Monkeypox is relatively hard to catch and rarely kills, but infection can be a miserable experience. In addition to fever, chills, muscle aches, and exhaustion, people infected with monkeypox often have to endure painful rashes and lesions that can last up to a month and spread the disease to others.

By comparison, COVID-19, while also relatively rarely fatal and frequently mild, was contagious enough that it killed large numbers of people in vulnerable groups. But monkeypox’s less lethal impact does not explain why federal health officials have responded to the virus with such ineptitude, especially after their experience with disastrous COVID-19 missteps.

Beginning in May 2022, a new monkeypox outbreak spread across Europe, the United States, and eventually the world. Initial cases were diagnosed in England, first spread by a British traveler who had returned from Nigeria. The first case in the U.S. was documented in Boston on May 19. As of August 18, there were more than 14,000 documented cases in the United States. There were more than 40,000 infections across 94 countries.

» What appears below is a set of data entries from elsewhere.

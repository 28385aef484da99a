//! Settings handlers: snapshot read and partial update.

use axum::extract::State;
use axum::Json;
use std::sync::Arc;

use transmute_core::models::{AppSettings, SettingsUpdate};

use crate::error::{HttpAppError, ValidatedJson};
use crate::state::AppState;

/// Return the current application settings.
pub async fn get_app_settings(
    State(state): State<Arc<AppState>>,
) -> Result<Json<AppSettings>, HttpAppError> {
    let settings = state.settings.get().await?;
    Ok(Json(settings))
}

/// Partially update application settings. Only provided fields change.
#[tracing::instrument(skip(state, updates))]
pub async fn update_app_settings(
    State(state): State<Arc<AppState>>,
    ValidatedJson(updates): ValidatedJson<SettingsUpdate>,
) -> Result<Json<AppSettings>, HttpAppError> {
    let settings = state.settings.update(updates).await?;
    tracing::info!(
        theme = %settings.theme,
        keep_originals = settings.keep_originals,
        cleanup_ttl_minutes = settings.cleanup_ttl_minutes,
        "Settings updated"
    );
    Ok(Json(settings))
}
//! Audio/video transcode adapter
//!
//! Shim over an external ffmpeg binary. Input bytes are staged into a
//! scoped temp directory, ffmpeg runs as a child process with kill-on-drop
//! so an engine timeout reclaims it, and the temp directory is released on
//! every exit path when the guard drops.

use async_trait::async_trait;
use std::collections::BTreeSet;
use std::process::Stdio;

use transmute_core::models::Quality;
use transmute_core::Format;

use crate::converter::{format_set, ConvertError, ConvertRequest, Converter};

const VIDEO_FORMATS: &[&str] = &["mp4", "avi", "mov", "mkv", "webm", "flv", "mpg", "m4v", "gif"];
const AUDIO_FORMATS: &[&str] = &["mp3", "wav", "aac", "flac", "ogg", "opus", "m4a"];

/// Cap on captured stderr carried into error messages.
const MAX_STDERR_BYTES: usize = 2048;

pub struct FfmpegConverter {
    ffmpeg_path: String,
}

impl FfmpegConverter {
    /// Build without probing the binary. Conversions fail at run time if
    /// ffmpeg is absent.
    pub fn new(ffmpeg_path: impl Into<String>) -> Self {
        Self {
            ffmpeg_path: ffmpeg_path.into(),
        }
    }

    /// Probe the ffmpeg binary and return the converter only when it runs.
    /// Called once at startup so the registry never advertises pairs this
    /// host cannot service.
    pub fn detect(ffmpeg_path: &str) -> Option<Self> {
        let works = std::process::Command::new(ffmpeg_path)
            .arg("-version")
            .stdout(Stdio::null())
            .stderr(Stdio::null())
            .status()
            .map(|status| status.success())
            .unwrap_or(false);

        if works {
            Some(Self::new(ffmpeg_path))
        } else {
            tracing::warn!(
                ffmpeg_path,
                "ffmpeg not found or not runnable; audio/video conversion disabled"
            );
            None
        }
    }

    fn is_audio(format: &Format) -> bool {
        AUDIO_FORMATS.contains(&format.as_str())
    }

    fn is_video(format: &Format) -> bool {
        VIDEO_FORMATS.contains(&format.as_str())
    }

    fn quality_args(quality: Option<Quality>, output: &Format) -> Vec<String> {
        if !Self::is_video(output) {
            return Vec::new();
        }
        let (crf, preset) = match quality.unwrap_or_default() {
            Quality::High => ("18", "slow"),
            Quality::Medium => ("23", "medium"),
            Quality::Low => ("28", "fast"),
        };
        vec![
            "-crf".to_string(),
            crf.to_string(),
            "-preset".to_string(),
            preset.to_string(),
        ]
    }
}

#[async_trait]
impl Converter for FfmpegConverter {
    fn name(&self) -> &'static str {
        "ffmpeg"
    }

    fn inputs(&self) -> BTreeSet<Format> {
        let mut inputs = format_set(VIDEO_FORMATS);
        inputs.extend(format_set(AUDIO_FORMATS));
        inputs
    }

    fn compatible_outputs(&self, input: &Format) -> BTreeSet<Format> {
        // Audio sources can only become other audio formats; video sources
        // can become any video format or have their audio track extracted.
        let mut outputs = if Self::is_audio(input) {
            format_set(AUDIO_FORMATS)
        } else if Self::is_video(input) {
            let mut all = format_set(VIDEO_FORMATS);
            all.extend(format_set(AUDIO_FORMATS));
            all
        } else {
            return BTreeSet::new();
        };
        outputs.remove(input);
        outputs
    }

    async fn convert(
        &self,
        data: &[u8],
        request: &ConvertRequest,
    ) -> Result<Vec<u8>, ConvertError> {
        if Self::is_audio(&request.input) && Self::is_video(&request.output) {
            return Err(ConvertError::Unsupported {
                converter: "ffmpeg",
                input: request.input.to_string(),
                output: request.output.to_string(),
            });
        }

        // Temp directory scopes both staged files; dropped on every exit path.
        let dir = tempfile::tempdir()?;
        let input_path = dir.path().join(format!("input.{}", request.input));
        let output_path = dir.path().join(format!("output.{}", request.output));

        tokio::fs::write(&input_path, data).await?;

        let mut command = tokio::process::Command::new(&self.ffmpeg_path);
        command
            .arg("-y")
            .arg("-i")
            .arg(&input_path)
            .args(Self::quality_args(request.params.quality, &request.output))
            .arg(&output_path)
            .stdin(Stdio::null())
            .stdout(Stdio::null())
            .stderr(Stdio::piped())
            .kill_on_drop(true);

        tracing::debug!(
            input = %request.input,
            output = %request.output,
            "Spawning ffmpeg"
        );

        let result = command
            .output()
            .await
            .map_err(|e| ConvertError::Failed(format!("Failed to spawn ffmpeg: {}", e)))?;

        if !result.status.success() {
            let stderr = String::from_utf8_lossy(&result.stderr);
            let tail: String = stderr
                .chars()
                .rev()
                .take(MAX_STDERR_BYTES)
                .collect::<String>()
                .chars()
                .rev()
                .collect();
            return Err(ConvertError::CorruptInput(format!(
                "ffmpeg exited with {}: {}",
                result.status,
                tail.trim()
            )));
        }

        let output = tokio::fs::read(&output_path)
            .await
            .map_err(|e| ConvertError::Failed(format!("ffmpeg produced no output: {}", e)))?;

        if output.is_empty() {
            return Err(ConvertError::Failed(
                "ffmpeg produced an empty output file".to_string(),
            ));
        }

        Ok(output)
    }
}
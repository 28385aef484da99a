//! Storage key layout
//!
//! Keys are `{prefix}/{uuid}{extension}`. The uuid makes collisions
//! impossible in practice and keeps keys opaque; the prefix separates
//! uploaded originals from conversion outputs so sweeps and debugging can
//! tell them apart on disk.

/// Key prefix for uploaded originals.
pub const UPLOADS_PREFIX: &str = "uploads";

/// Key prefix for conversion outputs.
pub const CONVERSIONS_PREFIX: &str = "conversions";

/// Build the storage key for an uploaded original.
pub fn upload_key(filename: &str) -> String {
    format!("{}/{}", UPLOADS_PREFIX, filename)
}

/// Build the storage key for a conversion output.
pub fn conversion_key(filename: &str) -> String {
    format!("{}/{}", CONVERSIONS_PREFIX, filename)
}
//! Transmute converter plugins
//!
//! The [`Converter`] trait is the boundary between the job engine and the
//! byte-transformation backends. Each adapter is a shim over an external
//! library or process; the registry maps (input, output) format pairs to
//! exactly one adapter.

pub mod converter;
pub mod data_convert;
pub mod ffmpeg_convert;
pub mod image_convert;
pub mod registry;

pub use converter::{ConvertError, ConvertRequest, Converter, ConverterDescriptor};
pub use data_convert::DataConverter;
pub use ffmpeg_convert::FfmpegConverter;
pub use image_convert::ImageConverter;
pub use registry::ConverterRegistry;
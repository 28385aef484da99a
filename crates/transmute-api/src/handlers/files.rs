//! File handlers: upload, listing, download, deletion, batch archive.

use axum::extract::{Multipart, Path, State};
use axum::http::{header, HeaderValue};
use axum::response::{IntoResponse, Response};
use axum::Json;
use chrono::{DateTime, Utc};
use serde::{Deserialize, Serialize};
use sha2::{Digest, Sha256};
use std::sync::Arc;
use utoipa::ToSchema;
use uuid::Uuid;

use transmute_core::models::{FileKind, FileRecord};
use transmute_core::{AppError, Format};
use transmute_services::{build_archive, ArchiveEntry, ArchiveFormat};
use transmute_storage::{keys, Storage};

use crate::error::{HttpAppError, ValidatedJson};
use crate::state::AppState;

#[derive(Debug, Serialize, ToSchema)]
pub struct FileMetadata {
    pub id: Uuid,
    pub original_filename: String,
    pub media_type: String,
    pub extension: String,
    pub size_bytes: i64,
    pub checksum: String,
    pub created_at: DateTime<Utc>,
}

impl From<FileRecord> for FileMetadata {
    fn from(record: FileRecord) -> Self {
        Self {
            id: record.id,
            original_filename: record.original_filename,
            media_type: record.media_type,
            extension: record.extension,
            size_bytes: record.size_bytes,
            checksum: record.checksum,
            created_at: record.created_at,
        }
    }
}

#[derive(Debug, Serialize, ToSchema)]
pub struct UploadMetadata {
    pub id: Uuid,
    pub original_filename: String,
    pub media_type: String,
    pub extension: String,
    pub size_bytes: i64,
    pub checksum: String,
    pub created_at: DateTime<Utc>,
    /// Output formats a conversion of this file can target.
    pub compatible_formats: Vec<String>,
}

#[derive(Debug, Serialize, ToSchema)]
pub struct UploadResponse {
    pub message: String,
    pub metadata: UploadMetadata,
}

#[derive(Debug, Serialize, ToSchema)]
pub struct FileListResponse {
    pub files: Vec<FileMetadata>,
}

#[derive(Debug, Serialize, ToSchema)]
pub struct MessageResponse {
    pub message: String,
}

#[derive(Debug, Serialize, ToSchema)]
pub struct BulkItemError {
    pub id: Uuid,
    pub error: String,
}

#[derive(Debug, Serialize, ToSchema)]
pub struct BulkDeleteResponse {
    pub deleted: usize,
    pub failed: Vec<BulkItemError>,
}

#[derive(Debug, Deserialize, ToSchema)]
pub struct BatchDownloadRequest {
    pub file_ids: Vec<Uuid>,
    /// "zip" (default) or "tar".
    #[serde(default)]
    pub format: Option<String>,
}

/// Detect the payload's format from its bytes, falling back to the client's
/// filename extension. The detected value wins when both disagree.
fn detect_media_type(data: &[u8], filename: &str) -> Format {
    if let Some(kind) = infer::get(data) {
        if let Ok(format) = kind.extension().parse() {
            return format;
        }
    }

    std::path::Path::new(filename)
        .extension()
        .and_then(|ext| ext.to_str())
        .and_then(|ext| ext.parse().ok())
        .unwrap_or_else(Format::unknown)
}

/// Download name for a record: the original file stem with the record's own
/// extension, so conversion outputs land as `photo.png`, not `photo.jpg`.
fn download_filename(record: &FileRecord) -> String {
    let stem = std::path::Path::new(&record.original_filename)
        .file_stem()
        .and_then(|s| s.to_str())
        .unwrap_or("file");
    format!("{}{}", stem, record.extension)
}

/// Persist one uploaded payload: bytes first, then the metadata row, rolling
/// the payload back if the row cannot be written.
async fn save_file(
    state: &AppState,
    original_filename: String,
    data: Vec<u8>,
) -> Result<UploadMetadata, HttpAppError> {
    let id = Uuid::new_v4();
    let media_type = detect_media_type(&data, &original_filename);
    let extension = media_type.dotted_extension();
    let storage_key = keys::upload_key(&format!("{}{}", id, extension));
    let checksum = hex::encode(Sha256::digest(&data));
    let size_bytes = data.len() as i64;

    state.storage.put(&storage_key, data).await?;

    let record = FileRecord {
        id,
        kind: FileKind::Upload,
        storage_key: storage_key.clone(),
        original_filename,
        media_type: media_type.to_string(),
        extension,
        size_bytes,
        checksum,
        created_at: Utc::now(),
    };

    if let Err(e) = state.files.create(&record).await {
        let _ = state.storage.delete(&storage_key).await;
        return Err(e.into());
    }

    let compatible_formats = state.engine.compatible_formats(&media_type);

    tracing::info!(
        file_id = %record.id,
        media_type = %record.media_type,
        size_bytes = record.size_bytes,
        "File uploaded"
    );

    Ok(UploadMetadata {
        id: record.id,
        original_filename: record.original_filename,
        media_type: record.media_type,
        extension: record.extension,
        size_bytes: record.size_bytes,
        checksum: record.checksum,
        created_at: record.created_at,
        compatible_formats,
    })
}

/// Upload a file (multipart field `file`).
#[tracing::instrument(skip(state, multipart))]
pub async fn upload_file(
    State(state): State<Arc<AppState>>,
    mut multipart: Multipart,
) -> Result<Json<UploadResponse>, HttpAppError> {
    while let Some(field) = multipart.next_field().await.map_err(|e| {
        HttpAppError(AppError::InvalidInput(format!(
            "Malformed multipart body: {}",
            e
        )))
    })? {
        if field.name() != Some("file") {
            continue;
        }

        let original_filename = field.file_name().unwrap_or("upload").to_string();
        let data = field.bytes().await.map_err(|e| {
            HttpAppError(AppError::InvalidInput(format!(
                "Failed to read upload: {}",
                e
            )))
        })?;

        let metadata = save_file(&state, original_filename, data.to_vec()).await?;
        return Ok(Json(UploadResponse {
            message: "File uploaded successfully".to_string(),
            metadata,
        }));
    }

    Err(AppError::InvalidInput("Multipart field 'file' is required".to_string()).into())
}

/// List all uploaded files.
pub async fn list_files(
    State(state): State<Arc<AppState>>,
) -> Result<Json<FileListResponse>, HttpAppError> {
    let files = state.files.list(Some(FileKind::Upload)).await?;
    Ok(Json(FileListResponse {
        files: files.into_iter().map(FileMetadata::from).collect(),
    }))
}

/// Download the raw bytes of an upload or a conversion output.
pub async fn download_file(
    State(state): State<Arc<AppState>>,
    Path(id): Path<Uuid>,
) -> Result<Response, HttpAppError> {
    let record = state
        .files
        .get(id)
        .await?
        .ok_or_else(|| AppError::NotFound("File not found".to_string()))?;

    let data = state.storage.get(&record.storage_key).await?;
    let filename = download_filename(&record);

    Ok((
        [
            (
                header::CONTENT_TYPE,
                "application/octet-stream".to_string(),
            ),
            (
                header::CONTENT_DISPOSITION,
                format!("attachment; filename=\"{}\"", filename),
            ),
        ],
        data,
    )
        .into_response())
}

/// Delete one file record and its payload. Conversion outputs linked to an
/// upload go with it; deleting an output also removes its job row.
async fn delete_file_and_dependents(state: &AppState, id: Uuid) -> Result<(), AppError> {
    let record = state
        .files
        .get(id)
        .await?
        .ok_or_else(|| AppError::NotFound("File not found".to_string()))?;

    if state.jobs.has_active_for_source(id).await? {
        return Err(AppError::Conflict(
            "File is the source of a conversion in progress".to_string(),
        ));
    }

    // Cascade: jobs reading from this file, plus their outputs.
    for job in state.jobs.jobs_for_source(id).await? {
        if let Some(output_id) = job.output_file_id {
            if let Some(output) = state.files.get(output_id).await? {
                if let Err(e) = state.storage.delete(&output.storage_key).await {
                    tracing::warn!(error = %e, key = %output.storage_key, "Failed to delete output payload");
                }
                state.files.delete(output_id).await?;
            }
        }
        state.jobs.delete(job.id).await?;
    }

    // If this record is itself a conversion output, drop its job row too.
    if record.kind == FileKind::Conversion {
        if let Some(job) = state.jobs.get_by_output(id).await? {
            state.jobs.delete(job.id).await?;
        }
    }

    if let Err(e) = state.storage.delete(&record.storage_key).await {
        tracing::warn!(error = %e, key = %record.storage_key, "Failed to delete payload, removing record anyway");
    }
    state.files.delete(id).await?;

    tracing::info!(file_id = %id, "File deleted");

    Ok(())
}

/// Delete an uploaded file (and any conversions made from it).
pub async fn delete_file(
    State(state): State<Arc<AppState>>,
    Path(id): Path<Uuid>,
) -> Result<Json<MessageResponse>, HttpAppError> {
    delete_file_and_dependents(&state, id).await?;
    Ok(Json(MessageResponse {
        message: "File deleted successfully".to_string(),
    }))
}

/// Delete all uploaded files. Items fail independently; the response names
/// the failed subset.
pub async fn delete_all_files(
    State(state): State<Arc<AppState>>,
) -> Result<Json<BulkDeleteResponse>, HttpAppError> {
    let uploads = state.files.list(Some(FileKind::Upload)).await?;

    let mut deleted = 0usize;
    let mut failed = Vec::new();
    for record in uploads {
        match delete_file_and_dependents(&state, record.id).await {
            Ok(()) => deleted += 1,
            Err(e) => failed.push(BulkItemError {
                id: record.id,
                error: e.to_string(),
            }),
        }
    }

    Ok(Json(BulkDeleteResponse { deleted, failed }))
}

/// Download several files as one archive. Missing items are skipped and
/// reported in the `x-missing-files` header; all-missing is a 404.
pub async fn batch_download(
    State(state): State<Arc<AppState>>,
    ValidatedJson(request): ValidatedJson<BatchDownloadRequest>,
) -> Result<Response, HttpAppError> {
    if request.file_ids.is_empty() {
        return Err(AppError::InvalidInput("file_ids must not be empty".to_string()).into());
    }

    let format: ArchiveFormat = match request.format.as_deref() {
        None => ArchiveFormat::Zip,
        Some(raw) => raw
            .parse()
            .map_err(|e: anyhow::Error| HttpAppError(AppError::InvalidInput(e.to_string())))?,
    };

    let mut entries = Vec::new();
    let mut missing = Vec::new();
    for id in &request.file_ids {
        let loaded = match state.files.get(*id).await? {
            Some(record) => match state.storage.get(&record.storage_key).await {
                Ok(data) => Some((record, data)),
                Err(e) => {
                    tracing::warn!(error = %e, file_id = %id, "Payload unreadable, skipping in batch");
                    None
                }
            },
            None => None,
        };

        match loaded {
            Some((record, data)) => {
                let filename = download_filename(&record);
                entries.push(ArchiveEntry {
                    id: record.id,
                    filename,
                    data,
                });
            }
            None => missing.push(id.to_string()),
        }
    }

    if entries.is_empty() {
        return Err(
            AppError::NotFound("None of the requested files were found".to_string()).into(),
        );
    }

    let buffer =
        build_archive(format, entries).map_err(|e| HttpAppError(AppError::Internal(e.to_string())))?;

    let mut response = (
        [
            (header::CONTENT_TYPE, format.content_type().to_string()),
            (
                header::CONTENT_DISPOSITION,
                format!(
                    "attachment; filename=\"transmute_batch.{}\"",
                    format.extension()
                ),
            ),
        ],
        buffer,
    )
        .into_response();

    if !missing.is_empty() {
        if let Ok(value) = HeaderValue::from_str(&missing.join(",")) {
            response.headers_mut().insert("x-missing-files", value);
        }
    }

    Ok(response)
}

#[cfg(test)]
mod tests {
    use super::*;

    #[test]
    fn test_detect_media_type_prefers_bytes_over_extension() {
        // PNG magic bytes with a lying .jpg name
        let png_magic = [0x89, 0x50, 0x4E, 0x47, 0x0D, 0x0A, 0x1A, 0x0A, 0, 0, 0, 0];
        let detected = detect_media_type(&png_magic, "photo.jpg");
        assert_eq!(detected.as_str(), "png");
    }

    #[test]
    fn test_detect_media_type_falls_back_to_extension() {
        let detected = detect_media_type(b"name,age\nalice,30\n", "table.csv");
        assert_eq!(detected.as_str(), "csv");
    }

    #[test]
    fn test_detect_media_type_unknown() {
        let detected = detect_media_type(b"????", "noext");
        assert_eq!(detected.as_str(), "bin");
    }

    #[test]
    fn test_download_filename_swaps_extension() {
        let record = FileRecord {
            id: Uuid::new_v4(),
            kind: FileKind::Conversion,
            storage_key: "conversions/x.png".to_string(),
            original_filename: "forest.jpg".to_string(),
            media_type: "png".to_string(),
            extension: ".png".to_string(),
            size_bytes: 1,
            checksum: "x".to_string(),
            created_at: Utc::now(),
        };
        assert_eq!(download_filename(&record), "forest.png");
    }
}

The Food and Drug Administration (FDA) has approved a vaccine called Jynneos to treat both monkeypox and smallpox. The U.S. had more than 1 million doses, stored in Denmark. But the federal government could not quickly transport the vaccine to the United States because the facility where it was stored had not been inspected by U.S. officials. Although European agencies had inspected it, the FDA would not accept those independent results. Even as the virus began to spread in the United States, FDA officials insisted on performing their own inspection, which delayed importation.

Worse, The New York Times discovered that the Department of Health and Human Services (HHS) slow-walked its entire response to monkeypox’s arrival in the United States. Even after FDA inspection made 300,000 doses of vaccine available, most of them did not arrive until mid-July, and it wasn’t until the very end of July that local health agencies could start requesting the additional 786,000 doses that were finally being delivered to the United States.

Even after the first monkeypox cases were diagnosed in the U.S., HHS officials let more than 200,000 doses that the department had bought go to European countries instead. Meanwhile, many Americans in high-risk categories (most prominently, men who have sex with men) were turned away from health clinics that had run out of vaccines.

If federal health officials learned anything from COVID-19, they have not yet figured out how to apply that knowledge.